Caleb Sears (2008-2015)

Caleb Sears was a healthy six-year-old living in the Bay Area. He was in his first year of elementary school and just starting to read and write. He loved playing with his little sister, climbing trees, singing Les Miserables, and making up funny stories about llamas and time machines.

 

In March 2015, Caleb went with his parents to a reputable oral surgeon’s office to have a mesiodens extraction, a necessary but elective dental procedure. Caleb stopped breathing after general anesthesia, (including the drugs Propofol, Fentanyl, Ketamine, and Versed,) was administered. The oral surgeon was performing the procedure alone in his office with his dental assistant and a sedation assistant. Moments passed before anyone noticed that Caleb had stopped breathing.

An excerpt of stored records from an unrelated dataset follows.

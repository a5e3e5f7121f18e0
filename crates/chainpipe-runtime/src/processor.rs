//! The shared response processor.
//!
//! Every inbound frame that mutates client state funnels through here,
//! whichever loop received it first: the dispatch proxy's inline branch,
//! a worker's round-trip reply, or the callback listener. Frame-level
//! validation (header length, protocol version) already happened at decode;
//! this stage interprets the discriminator.

use std::sync::Arc;

use chainpipe_core::frame::{self, push};
use chainpipe_core::{ChainEvent, Frame, StatusUpdate};

use crate::shared::RuntimeShared;

#[derive(Clone)]
pub(crate) struct ResponseProcessor {
    shared: Arc<RuntimeShared>,
}

impl ResponseProcessor {
    pub fn new(shared: Arc<RuntimeShared>) -> Self {
        Self { shared }
    }

    pub fn process(&self, frame: &Frame) {
        match frame.code {
            push::EVENT_CALLBACK => self.on_events(&frame.payload),
            push::CAPABILITY_GRANT => self.on_grant(&frame.payload),
            code if frame::is_status_code(code) => self.on_status(frame),
            code => {
                tracing::warn!(code = format_args!("{code:#04x}"), "dropping frame with unexpected discriminator");
            }
        }
    }

    /// Zero or more event records per callback frame. Events whose topic has
    /// no registered queue are dropped silently.
    fn on_events(&self, payload: &[u8]) {
        let events: Vec<ChainEvent> = match serde_json::from_slice(payload) {
            Ok(events) => events,
            Err(e) => {
                tracing::warn!(error = %e, "malformed event callback payload");
                return;
            }
        };
        for event in events {
            let topic = event.topic.clone();
            if !self.shared.registry.publish(event) {
                tracing::trace!(topic = %topic, "event dropped, no subscriber");
            }
        }
    }

    fn on_grant(&self, payload: &[u8]) {
        let names: Vec<String> = match serde_json::from_slice(payload) {
            Ok(names) => names,
            Err(e) => {
                tracing::warn!(error = %e, "malformed capability grant payload");
                return;
            }
        };
        {
            let mut caps = self.shared.capabilities.write().unwrap();
            for name in &names {
                if caps.grant(name) {
                    tracing::debug!(capability = %name, "capability granted");
                } else {
                    tracing::warn!(capability = %name, "ignoring unrecognized capability");
                }
            }
        }
        self.shared.grant_notify.notify_waiters();
    }

    fn on_status(&self, frame: &Frame) {
        let Some(id) = frame.correlation_id else {
            tracing::warn!("status frame without correlation id");
            return;
        };
        let Some(update) = StatusUpdate::from_frame(frame) else {
            tracing::warn!(id = %id, code = frame.code, "unparseable status frame");
            return;
        };
        match self.shared.table.update(id, &update) {
            Some(applied) => {
                if applied.became_terminal {
                    self.shared.gate.release();
                }
                tracing::debug!(
                    id = %id,
                    status = %update.status,
                    advanced = applied.advanced,
                    "status update applied"
                );
            }
            // Responses may legitimately arrive after table eviction.
            None => tracing::debug!(id = %id, "status update for untracked id"),
        }
    }
}
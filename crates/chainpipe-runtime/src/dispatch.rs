//! The dispatch proxy — the single loop owning the physical connection.
//!
//! Outbound traffic (worker requests, untracked queries, heartbeat probes,
//! the handshake hello) arrives on one command channel and is written to the
//! transport verbatim, FIFO. Inbound frames are classified by their
//! discriminator to exactly one target:
//!
//! - status update with a pending worker entry → that worker's reply channel
//! - status update with no entry (late update)  → response processor, inline
//! - heartbeat reply                            → heartbeat channel
//! - query reply                                → oldest untracked-query waiter
//! - event callback / capability grant          → response processor, inline
//!
//! Any transport failure is fatal to the loop: shared state flips to
//! disconnected, query waiters resolve with a transport error, table waiters
//! wake. The supervisor observes this and reports every dependent operation
//! as a transport error until the caller reconnects.

use std::collections::{HashMap, VecDeque};
use std::sync::Arc;

use tokio::sync::{mpsc, oneshot, watch};
use tokio::task::JoinHandle;

use chainpipe_core::frame::{self, push};
use chainpipe_core::{ClientError, CorrelationId, Frame, FrameTransport};

use crate::processor::ResponseProcessor;
use crate::shared::RuntimeShared;

/// Commands from the runtime's other loops and the caller-facing API.
pub(crate) enum Outbound {
    /// Tracked request from worker `worker`; its replies route back to that
    /// worker's channel.
    Request { frame: Frame, worker: usize },
    /// Untracked single round trip; the reply resolves the oneshot.
    Query {
        frame: Frame,
        reply: oneshot::Sender<Result<Vec<u8>, ClientError>>,
    },
    /// Heartbeat probe.
    Probe(Frame),
    /// Connect-time hello with optional credentials.
    Hello(Frame),
}

pub(crate) fn spawn<T: FrameTransport>(
    transport: T,
    cmd_rx: mpsc::Receiver<Outbound>,
    worker_replies: Vec<mpsc::Sender<Frame>>,
    heartbeat_reply: mpsc::Sender<Frame>,
    processor: ResponseProcessor,
    shared: Arc<RuntimeShared>,
    shutdown: watch::Receiver<bool>,
) -> JoinHandle<()> {
    tokio::spawn(run(
        transport,
        cmd_rx,
        worker_replies,
        heartbeat_reply,
        processor,
        shared,
        shutdown,
    ))
}

async fn run<T: FrameTransport>(
    mut transport: T,
    mut cmd_rx: mpsc::Receiver<Outbound>,
    worker_replies: Vec<mpsc::Sender<Frame>>,
    heartbeat_reply: mpsc::Sender<Frame>,
    processor: ResponseProcessor,
    shared: Arc<RuntimeShared>,
    mut shutdown: watch::Receiver<bool>,
) {
    // Correlation id → originating worker, recorded as each request frame
    // passes through on its way out.
    let mut pending_workers: HashMap<CorrelationId, usize> = HashMap::new();
    // FIFO of untracked-query waiters; replies pair up in order.
    let mut query_waiters: VecDeque<oneshot::Sender<Result<Vec<u8>, ClientError>>> =
        VecDeque::new();

    let failure: Option<&str> = loop {
        tokio::select! {
            _ = shutdown.changed() => {
                if *shutdown.borrow() {
                    break None;
                }
            }
            cmd = cmd_rx.recv() => {
                match cmd {
                    // Supervisor dropped the command channel: orderly stop.
                    None => break None,
                    Some(Outbound::Request { frame, worker }) => {
                        if let Some(id) = frame.correlation_id {
                            pending_workers.insert(id, worker);
                        }
                        if let Err(e) = transport.send(frame).await {
                            tracing::warn!(error = %e, "transport send failed");
                            break Some("transport send failed");
                        }
                    }
                    Some(Outbound::Query { frame, reply }) => {
                        match transport.send(frame).await {
                            Ok(()) => query_waiters.push_back(reply),
                            Err(e) => {
                                tracing::warn!(error = %e, "transport send failed");
                                let _ = reply.send(Err(ClientError::disconnected()));
                                break Some("transport send failed");
                            }
                        }
                    }
                    Some(Outbound::Probe(frame)) | Some(Outbound::Hello(frame)) => {
                        if let Err(e) = transport.send(frame).await {
                            tracing::warn!(error = %e, "transport send failed");
                            break Some("transport send failed");
                        }
                    }
                }
            }
            inbound = transport.recv() => {
                match inbound {
                    None => break Some("transport closed"),
                    Some(Err(e)) => {
                        // Malformed frame: log, drop, keep the loop alive.
                        tracing::warn!(error = %e, "dropping malformed frame");
                    }
                    Some(Ok(frame)) => classify(
                        frame,
                        &worker_replies,
                        &heartbeat_reply,
                        &mut pending_workers,
                        &mut query_waiters,
                        &processor,
                    ),
                }
            }
        }
    };

    for waiter in query_waiters {
        let _ = waiter.send(Err(ClientError::disconnected()));
    }
    transport.close().await;
    if let Some(reason) = failure {
        shared.fail(reason);
    }
}

fn classify(
    frame: Frame,
    worker_replies: &[mpsc::Sender<Frame>],
    heartbeat_reply: &mpsc::Sender<Frame>,
    pending_workers: &mut HashMap<CorrelationId, usize>,
    query_waiters: &mut VecDeque<oneshot::Sender<Result<Vec<u8>, ClientError>>>,
    processor: &ResponseProcessor,
) {
    match frame.code {
        push::HEARTBEAT_REPLY => {
            if heartbeat_reply.try_send(frame).is_err() {
                tracing::debug!("heartbeat reply dropped (monitor not waiting)");
            }
        }
        push::QUERY_REPLY => match query_waiters.pop_front() {
            Some(waiter) => {
                let _ = waiter.send(Ok(frame.payload));
            }
            None => tracing::warn!("query reply with no outstanding query"),
        },
        push::EVENT_CALLBACK | push::CAPABILITY_GRANT => processor.process(&frame),
        code if frame::is_status_code(code) => {
            let worker = frame
                .correlation_id
                .and_then(|id| pending_workers.remove(&id));
            match worker {
                Some(idx) => {
                    if let Err(e) = worker_replies[idx].try_send(frame) {
                        // Worker moved on (its receive timed out); process
                        // the update inline so it is not lost.
                        processor.process(&e.into_inner());
                    }
                }
                // No worker waiting: a late update for a request whose round
                // trip already finished.
                None => processor.process(&frame),
            }
        }
        code => {
            tracing::warn!(code = format_args!("{code:#04x}"), "unrecognized discriminator, dropping frame");
        }
    }
}
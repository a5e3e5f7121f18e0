//! The ordered request status domain.
//!
//! Progress codes rank strictly upward; failure codes sit outside the
//! ordering and always win. Terminal statuses are `Included`, `Dropped` and
//! every failure code — no further progress is expected from any of them,
//! though a late payload-bearing update may still attach data (see
//! [`crate::record::apply_update`]).

use serde::{Deserialize, Serialize};

/// Status of one tracked request.
#[derive(Debug, Clone, Copy, PartialEq, Eq, Serialize, Deserialize)]
pub enum StatusCode {
    /// Record created, request not yet acknowledged by the node.
    Initiated,
    /// Node acknowledged receipt.
    Received,
    /// Dropped from the node's pool. Terminal, but a later pending update
    /// may legitimately re-open progress (the transaction re-entered).
    Dropped,
    /// Waiting for block inclusion; the value is the sub-phase.
    PendingInclusion(u8),
    /// Included in a block. Terminal.
    Included,
    /// Node-reported failure; the value is the raw wire code (high bit set).
    /// Always terminal.
    Failed(u8),
}

impl StatusCode {
    /// Decode from the wire `code`/`subcode` pair. Returns `None` for codes
    /// outside the status class.
    pub fn from_wire(code: u8, subcode: u8) -> Option<Self> {
        if code & 0x80 != 0 {
            return Some(Self::Failed(code));
        }
        match code {
            0x00 => Some(Self::Initiated),
            0x01 => Some(Self::Received),
            0x02 => Some(Self::Dropped),
            0x03 => Some(Self::PendingInclusion(subcode >> 1)),
            0x04 => Some(Self::Included),
            _ => None,
        }
    }

    /// The wire `code` byte for this status.
    pub fn wire_code(&self) -> u8 {
        match self {
            Self::Initiated => 0x00,
            Self::Received => 0x01,
            Self::Dropped => 0x02,
            Self::PendingInclusion(_) => 0x03,
            Self::Included => 0x04,
            Self::Failed(code) => *code,
        }
    }

    /// Returns `true` for statuses from which no further progress is expected.
    pub fn is_terminal(&self) -> bool {
        matches!(self, Self::Included | Self::Dropped | Self::Failed(_))
    }

    pub fn is_failure(&self) -> bool {
        matches!(self, Self::Failed(_))
    }

    /// Position in the domain ordering. Pending sub-phases rank within the
    /// pending band; failures rank above everything so that only another
    /// failure replaces them.
    fn rank(&self) -> (u8, u8) {
        match self {
            Self::Initiated => (0, 0),
            Self::Received => (1, 0),
            Self::Dropped => (2, 0),
            Self::PendingInclusion(phase) => (3, *phase),
            Self::Included => (4, 0),
            Self::Failed(code) => (5, *code),
        }
    }

    /// The monotonic advance test: a candidate replaces `current` when it
    /// ranks strictly higher, or when it is a failure code (always wins).
    pub fn supersedes(&self, current: StatusCode) -> bool {
        self.is_failure() || self.rank() > current.rank()
    }
}

impl std::fmt::Display for StatusCode {
    fn fmt(&self, f: &mut std::fmt::Formatter<'_>) -> std::fmt::Result {
        match self {
            Self::Initiated => write!(f, "initiated"),
            Self::Received => write!(f, "received"),
            Self::Dropped => write!(f, "dropped"),
            Self::PendingInclusion(phase) => write!(f, "pending-inclusion/{phase}"),
            Self::Included => write!(f, "included"),
            Self::Failed(code) => write!(f, "failed({code:#04x})"),
        }
    }
}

He suffered irreversible massive injuries and died because there were no adequately trained support personnel available or sufficient monitoring equipment.  

 

Caleb’s death was preventable, as were those of numerous other children. Help us prevent this from happening ever again.

 

 

 

Caleb's Law was signed into law in California by Governor Brown on September 23, 2016 and it went into effect on January 1, 2017.*  

 

·      It requires that the Dental Board of California establish a committee to study the safety of pediatric anesthesia in dental offices and whether additional safety measures would reduce the potential for injury or death in minors. These finding will be reported to the Board and be made publicly available.

 

·      It requires that people licensed by the Dental Board to administer general anesthesia inform a child’s parent or guardian of the differing practice models and safety precautions currently in place.

 

·       It facilitates the epidemiological study of pediatric anesthesia and sedation by requiring the Dental Board to collect more information regarding adverse events.

 

*A follow up bill to change the way anesthesia is administered in dental offices and make it safer for children undergoing sedation and anesthesia met with strong opposition from the dental lobby, who do not support banning the operator-anesthetist model of care for children aged 6 and under during general anesthesia.  

 

Many thanks to Assemblymember Tony Thurmond, the author of Caleb's Law and the follow up legislation (AB 224).